To Los Angeles residents

I've been getting emails from Los Angeles area with coonie families making themselves at home. Some in the Jaccuzzi, some in attics, some with babies, some just "too friendly". They do not need help. They do not need to be relocated. They simply need the humans to quit leaving garbage and other things out to attract them.

Here is what I have had to explain to most humans concerned about a healthy family of coonies in their area:

Being friendly to humans is in their nature. They are a grateful creature
and need to learn to fear humans. They will approach humans just like a
little puppy when they need help. They will also choose only one or two
humans to let close and trust. All others will be kept at a distance or
warned with snarfs and growls to stay back. When really frightened they
bark like a dog, or arch and hiss like a cat. A wild coonie who is
friendly has either been fed by humans from a young age, or mother taught
it humans meant food sources and help.

They have discovered your area because you offer food and shelter. Most
likely there are humans leaving food out for the feral cats and their
domestic dogs outside at night. Bird feeders, BBQ equipment, kiddie pools,
Koi ponds, toddler toys, statues, trash in plastic bags [it should be in
containers with lids secured with bungee cords to keep them out] -- these
are all things that coonies like. A neighborhood needs to work together to
get coonies to move on. They need to lock these things up in sheds at
night for a few weeks, out of reach of the coonies.

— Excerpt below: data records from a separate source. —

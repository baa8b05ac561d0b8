use anyhow::{Context, Result};
use clap::{Parser, Subcommand};
use std::path::PathBuf;

use runtriage::config::TriageConfig;
use runtriage::report::{junit, TriageDigest};
use runtriage::results::{HistoricalDocument, ResultDocument};
use runtriage::TriageOptions;

#[derive(Parser)]
#[command(
    name = "runtriage",
    about = "Turns sequential test-run logs into structured results and triages them against run history",
    version,
    long_about = None
)]
struct Cli {
    /// Emit logs as JSON lines on stderr
    #[arg(long, global = true)]
    log_json: bool,

    #[command(subcommand)]
    command: Commands,
}

#[derive(Subcommand)]
enum Commands {
    /// Parse a run log into a result document
    Parse {
        /// Run log to parse
        log: PathBuf,

        /// Write the result document (JSON) here
        #[arg(long)]
        output: Option<PathBuf>,

        /// Also write a JUnit XML test-suite document here
        #[arg(long = "junit")]
        junit_out: Option<PathBuf>,
    },

    /// Render a run log as a JUnit XML test-suite document
    Junit {
        /// Run log to parse
        log: PathBuf,

        /// Output file (stdout if omitted)
        #[arg(long)]
        output: Option<PathBuf>,
    },

    /// Compare a run against its history and print the triage summary
    Triage {
        /// Run log, or result document with --from-results
        input: PathBuf,

        /// Treat the input as a result document instead of a log
        #[arg(long)]
        from_results: bool,

        /// History key (job/run identity) to query the history service with
        #[arg(long)]
        key: Option<String>,

        /// Read history from a historical document instead of the service
        #[arg(long)]
        history_file: Option<PathBuf>,

        /// Known-failure hints file (JSON object of test id -> reason)
        #[arg(long)]
        hints: Option<PathBuf>,

        /// Link to the full results, printed at the top of the summary
        #[arg(long)]
        results_link: Option<String>,

        /// Write the current run's result document here
        #[arg(long)]
        output: Option<PathBuf>,

        /// TOML configuration file
        #[arg(long)]
        config: Option<PathBuf>,

        /// Print a JSON digest instead of the text summary
        #[arg(long)]
        json: bool,
    },

    /// Bundle result documents (oldest first) into a historical document
    Bundle {
        /// Result documents, oldest first
        #[arg(required = true)]
        results: Vec<PathBuf>,

        /// Output file
        #[arg(long)]
        output: PathBuf,
    },
}

fn init_tracing(json: bool) {
    let filter = tracing_subscriber::EnvFilter::try_from_default_env()
        .unwrap_or_else(|_| tracing_subscriber::EnvFilter::new("info"));
    let builder = tracing_subscriber::fmt()
        .with_env_filter(filter)
        .with_writer(std::io::stderr);
    if json {
        builder.json().init();
    } else {
        builder.init();
    }
}

#[tokio::main]
async fn main() -> Result<()> {
    let cli = Cli::parse();
    init_tracing(cli.log_json);

    match cli.command {
        Commands::Parse {
            log,
            output,
            junit_out,
        } => {
            let Some(run) = runtriage::load_run(&log, false)? else {
                return Ok(());
            };
            if let Some(path) = output {
                ResultDocument::from_run(&run).save(&path)?;
            }
            if let Some(path) = junit_out {
                let xml = junit::render(&run).context("failed to render JUnit document")?;
                std::fs::write(&path, xml)
                    .with_context(|| format!("failed to write {}", path.display()))?;
                tracing::info!(path = %path.display(), "wrote JUnit document");
            }
            let s = run.summary();
            println!(
                "pass: {}, fail: {}, skip: {}, total: {}",
                s.pass, s.fail, s.skip, s.total
            );
        }
        Commands::Junit { log, output } => {
            let Some(run) = runtriage::load_run(&log, false)? else {
                return Ok(());
            };
            let xml = junit::render(&run).context("failed to render JUnit document")?;
            match output {
                Some(path) => std::fs::write(&path, xml)
                    .with_context(|| format!("failed to write {}", path.display()))?,
                None => println!("{}", xml),
            }
        }
        Commands::Triage {
            input,
            from_results,
            key,
            history_file,
            hints,
            results_link,
            output,
            config,
            json,
        } => {
            let config = TriageConfig::resolve(config.as_deref());
            let opts = TriageOptions {
                input,
                from_results,
                key,
                history_file,
                hints,
                results_link,
                output,
            };
            tracing::info!(input = %opts.input.display(), key = ?opts.key, "Running triage");
            let Some(out) = runtriage::triage(&opts, &config).await? else {
                return Ok(());
            };
            if json {
                let digest = TriageDigest::from(&out.triage);
                println!("{}", serde_json::to_string_pretty(&digest)?);
            } else {
                print!("{}", out.summary);
            }
        }
        Commands::Bundle { results, output } => {
            let mut docs = Vec::with_capacity(results.len());
            for path in &results {
                match ResultDocument::load(path) {
                    Ok(doc) => docs.push(doc),
                    Err(e) => tracing::warn!(path = %path.display(), error = %e, "skipping unreadable result document"),
                }
            }
            HistoricalDocument::bundle(&docs)?.save(&output)?;
            println!("Bundled {} of {} result documents.", docs.len(), results.len());
        }
    }

    Ok(())
}
//! Match Session Management
//!
//! A `GameSession` binds two connections to one [`Game`]. The
//! `SessionRegistry` owns every live session plus the connection →
//! session association, and is only touched from the router task.

use std::collections::BTreeMap;
use std::time::{Duration, Instant};

use thiserror::Error;

use crate::game::state::{Game, GameError, GuessOutcome, SecretOutcome, Slot};
use crate::network::ConnectionId;
use crate::network::protocol::{GameView, MatchFoundInfo, PublicPlayer, RevealedSecrets};

/// Unique session identifier.
pub type SessionId = [u8; 16];

/// Short hex prefix for logs.
pub fn short_id(id: &SessionId) -> String {
    hex::encode(&id[..4])
}

/// Canonical string form sent to clients.
pub fn session_id_string(id: &SessionId) -> String {
    uuid::Uuid::from_bytes(*id).to_string()
}

/// One seat in a session.
#[derive(Debug, Clone, PartialEq, Eq)]
pub struct Participant {
    /// Connection handle.
    pub conn: ConnectionId,
    /// Display name, also the statistics identity.
    pub username: String,
    /// Set once this participant acknowledged a finished game.
    pub left: bool,
}

/// A paired game between two connections.
#[derive(Debug)]
pub struct GameSession {
    /// Unique session identifier.
    pub id: SessionId,
    participants: [Participant; 2],
    game: Game,
    /// When the pairing happened.
    created_at: Instant,
}

impl GameSession {
    /// Create a session; `first` takes slot 1.
    pub fn new(id: SessionId, first: (ConnectionId, String), second: (ConnectionId, String)) -> Self {
        let seat = |(conn, username): (ConnectionId, String)| Participant {
            conn,
            username,
            left: false,
        };
        Self {
            id,
            participants: [seat(first), seat(second)],
            game: Game::new(),
            created_at: Instant::now(),
        }
    }

    /// Time since pairing.
    pub fn age(&self) -> Duration {
        self.created_at.elapsed()
    }

    /// Game state.
    pub fn game(&self) -> &Game {
        &self.game
    }

    /// Participant in `slot`.
    pub fn participant(&self, slot: Slot) -> &Participant {
        &self.participants[slot.index()]
    }

    /// Slot held by `conn`, if it belongs to this session.
    pub fn slot_of(&self, conn: ConnectionId) -> Option<Slot> {
        Slot::BOTH
            .into_iter()
            .find(|s| self.participants[s.index()].conn == conn)
    }

    /// Whether the game reached its terminal phase.
    pub fn is_finished(&self) -> bool {
        self.game.phase().winner().is_some()
    }

    /// Set a secret for `slot`.
    pub fn set_secret(&mut self, slot: Slot, raw: &str) -> Result<SecretOutcome, GameError> {
        self.game.set_secret(slot, raw)
    }

    /// Submit a guess for `slot`.
    pub fn submit_guess(&mut self, slot: Slot, raw: &str) -> Result<GuessOutcome, GameError> {
        self.game.submit_guess(slot, raw)
    }

    /// Mark `slot` as having acknowledged the finished game.
    /// Returns true once both have.
    pub fn mark_left(&mut self, slot: Slot) -> bool {
        self.participants[slot.index()].left = true;
        self.participants.iter().all(|p| p.left)
    }

    /// `matchFound` payload for `slot`.
    pub fn match_found_for(&self, slot: Slot) -> MatchFoundInfo {
        MatchFoundInfo {
            session_id: session_id_string(&self.id),
            players: Slot::BOTH
                .into_iter()
                .map(|s| PublicPlayer {
                    slot: s,
                    username: self.participant(s).username.clone(),
                })
                .collect(),
            your_slot: slot,
        }
    }

    /// Public game snapshot.
    pub fn view(&self) -> GameView {
        GameView::of(&self.game)
    }

    /// Both secrets, once finished.
    pub fn revealed_secrets(&self) -> Option<RevealedSecrets> {
        self.game
            .revealed_secrets()
            .map(|(player1, player2)| RevealedSecrets { player1, player2 })
    }
}

/// Session errors.
#[derive(Debug, Clone, PartialEq, Eq, Error)]
pub enum SessionError {
    /// Unknown or already destroyed session.
    #[error("session not found")]
    NotFound,

    /// Connection is not seated in any session.
    #[error("not in a session")]
    NotInSession,
}

// =============================================================================
// SESSION REGISTRY
// =============================================================================

/// Owns all live sessions.
#[derive(Debug, Default)]
pub struct SessionRegistry {
    sessions: BTreeMap<SessionId, GameSession>,
    by_conn: BTreeMap<ConnectionId, SessionId>,
}

impl SessionRegistry {
    /// Empty registry.
    pub fn new() -> Self {
        Self::default()
    }

    /// Create a session for two participants; `first` takes slot 1.
    pub fn create(
        &mut self,
        first: (ConnectionId, String),
        second: (ConnectionId, String),
    ) -> SessionId {
        let id = uuid::Uuid::new_v4().into_bytes();
        self.by_conn.insert(first.0, id);
        self.by_conn.insert(second.0, id);
        self.sessions.insert(id, GameSession::new(id, first, second));
        id
    }

    /// Get a session by ID.
    pub fn get(&self, id: &SessionId) -> Option<&GameSession> {
        self.sessions.get(id)
    }

    /// Get a session by ID, or `NotFound`.
    pub fn require(&self, id: &SessionId) -> Result<&GameSession, SessionError> {
        self.sessions.get(id).ok_or(SessionError::NotFound)
    }

    /// Mutable access, or `NotFound`.
    pub fn require_mut(&mut self, id: &SessionId) -> Result<&mut GameSession, SessionError> {
        self.sessions.get_mut(id).ok_or(SessionError::NotFound)
    }

    /// Session `conn` is seated in.
    pub fn session_of(&self, conn: ConnectionId) -> Option<SessionId> {
        self.by_conn.get(&conn).copied()
    }

    /// Drop `conn`'s association without touching the session.
    pub fn release(&mut self, conn: ConnectionId) {
        self.by_conn.remove(&conn);
    }

    /// Remove a session and release both participants.
    pub fn destroy(&mut self, id: &SessionId) -> Option<GameSession> {
        let session = self.sessions.remove(id)?;
        for p in &session.participants {
            if self.by_conn.get(&p.conn) == Some(id) {
                self.by_conn.remove(&p.conn);
            }
        }
        Some(session)
    }

    /// Active session count.
    pub fn len(&self) -> usize {
        self.sessions.len()
    }

    /// Whether no sessions are live.
    pub fn is_empty(&self) -> bool {
        self.sessions.is_empty()
    }
}
//! Scoring and game benchmarks
//!
//! Usage:
//!   cargo bench                     # run all benchmarks
//!   cargo bench -- score            # scoring only
//!   cargo bench -- game             # full games only

use criterion::{black_box, criterion_group, criterion_main, BenchmarkId, Criterion};
use code_duel::{score, Code, Game, Slot};
use rand::seq::SliceRandom;

fn random_codes(count: usize) -> Vec<Code> {
    let mut rng = rand::thread_rng();
    let mut digits: Vec<u8> = (0..10).collect();
    let mut codes = Vec::with_capacity(count);
    while codes.len() < count {
        digits.shuffle(&mut rng);
        let text: String = digits[..4].iter().map(|d| char::from(b'0' + d)).collect();
        if let Ok(code) = text.parse() {
            codes.push(code);
        }
    }
    codes
}

fn bench_parse(c: &mut Criterion) {
    c.bench_function("parse/valid", |b| {
        b.iter(|| black_box("9876").parse::<Code>())
    });
    c.bench_function("parse/repeated_digit", |b| {
        b.iter(|| black_box("9886").parse::<Code>())
    });
}

fn bench_score(c: &mut Criterion) {
    let mut group = c.benchmark_group("score");
    let codes = random_codes(1024);

    for &n in &[64usize, 1024] {
        group.bench_with_input(BenchmarkId::new("pairs", n), &codes[..n], |b, codes| {
            b.iter(|| {
                for pair in codes.windows(2) {
                    black_box(score(&pair[0], &pair[1]));
                }
            });
        });
    }

    group.finish();
}

fn bench_game(c: &mut Criterion) {
    let codes = random_codes(64);

    c.bench_function("game/ten_turns", |b| {
        b.iter(|| {
            let mut game = Game::new();
            game.set_secret(Slot::One, "1234").ok();
            game.set_secret(Slot::Two, "5678").ok();
            let mut turn = Slot::One;
            for code in codes.iter().take(10) {
                let guess = code.to_string();
                match game.submit_guess(turn, &guess) {
                    Ok(_) if game.phase().winner().is_some() => break,
                    Ok(_) => turn = turn.other(),
                    Err(_) => break,
                }
            }
            black_box(game)
        });
    });
}

criterion_group!(benches, bench_parse, bench_score, bench_game);
criterion_main!(benches);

Even if I help you move this 'one' coonie -- Mother Nature doesn't like a
void. She will replace it with two more. You need to make the area less of
a free meal and more secure. They will leave on their own in a short
period of time - about two weeks if the food is gone.

You are California. So much habitat has been destroyed just this year.
They have nowhere to go. It is birthing season in your area. Some are
young mothers looking for their first den. They don't know what's going
on, just they need a nice attic, chimney, crawlspace, or garage to give birth -- close to where there is food.

They also are a misunderstood creature. They actually benefit the humans
by catching snakes, rats and mice. If no human is putting out food, it's
quite possible it's a good hunting ground for them.

If you run across orphaned babies or injured coonies, please contact me. If you run into an emergency situation with this one you have concerns about, again, please contact me.

But to move this coonie? It has already lost it's home. Moving it would take away the home it has had to adapt to. Food & water sources would need to be found all over again. And they have been known to travel as far as twenty miles to get back to their babies. Most litters barely survive a week without mother. They can if they are strong - but it affects their growth and the quality of their life. It's okay if they are friendly -- as long as we don't try to touch them they don't want to hurt you. Don't try hand feeding them or picking them up, or think they are a domestic. But they will often want to touch your shoes and play with shoelaces, grab keys and run away, etc. especially the younger ones. All you have to do to scare them off is bang a wooden spoon on a large metal pan.

Thank you so much for caring about these coonies. Please help me to help
them survive where Mother Nature put them. There are so many injured and
orphaned each year, we rehabbers can barely keep up with their care.
Healthy ones just need a bit more understanding on the human end.